── SOURCE MATERIAL
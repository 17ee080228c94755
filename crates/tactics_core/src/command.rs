//! Player commands.
//!
//! Commands are the only way players change a battle. Each is attributed to
//! an originating player, validated against the authoritative state, and
//! appended to the command log once accepted. The log plus the seed is a
//! complete replay.

use serde::{Deserialize, Serialize};

use crate::map::GridPos;
use crate::warrior::{TeamId, UnitId};

/// A state-changing request.
#[derive(Debug, Clone, PartialEq, Eq, Hash, Serialize, Deserialize)]
pub enum Command {
    /// Swap two cells during preparation.
    ExchangePositions {
        /// First cell.
        from: GridPos,
        /// Second cell.
        to: GridPos,
    },
    /// The player is ready to start.
    PlayerPrepared,
    /// The player's round begins.
    StartNextRound,
    /// Walk a unit along a path whose first cell is its current cell.
    MoveOnPath {
        /// Moving unit.
        unit: UnitId,
        /// Cells to walk, start included.
        path: Vec<GridPos>,
    },
    /// Basic attack.
    Attack {
        /// Acting unit.
        attacker: UnitId,
        /// Target unit.
        target: UnitId,
    },
    /// Use an active skill on a cell.
    CastSkill {
        /// Acting unit.
        caster: UnitId,
        /// Skill id.
        skill: String,
        /// Target cell.
        target: GridPos,
    },
    /// The player ends their turn.
    ActionDone,
}

impl Command {
    /// Short stable name for logs and errors.
    #[must_use]
    pub const fn opcode(&self) -> &'static str {
        match self {
            Self::ExchangePositions { .. } => "exchange_positions",
            Self::PlayerPrepared => "player_prepared",
            Self::StartNextRound => "start_next_round",
            Self::MoveOnPath { .. } => "move_on_path",
            Self::Attack { .. } => "attack",
            Self::CastSkill { .. } => "cast_skill",
            Self::ActionDone => "action_done",
        }
    }
}

/// An accepted command in the log.
#[derive(Debug, Clone, PartialEq, Eq, Hash, Serialize, Deserialize)]
pub struct CommandRecord {
    /// Position in the log, from zero.
    pub seq: u64,
    /// Originating player.
    pub player: TeamId,
    /// The command.
    pub command: Command,
}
────
EXERCISE. Transcribe only the lines from the beginning of the entries to the line with "use crate::map::GridPos;", inclusive, exactly as written.

EXERCISE RESPONSE.
repository 17ee080228c94755
filename crates/tactics_core/src/command.rs
//! Player commands.
//!
//! Commands are the only way players change a battle. Each is attributed to
//! an originating player, validated against the authoritative state, and
//! appended to the command log once accepted. The log plus the seed is a
//! complete replay.

use serde::{Deserialize, Serialize};

use crate::map::GridPos;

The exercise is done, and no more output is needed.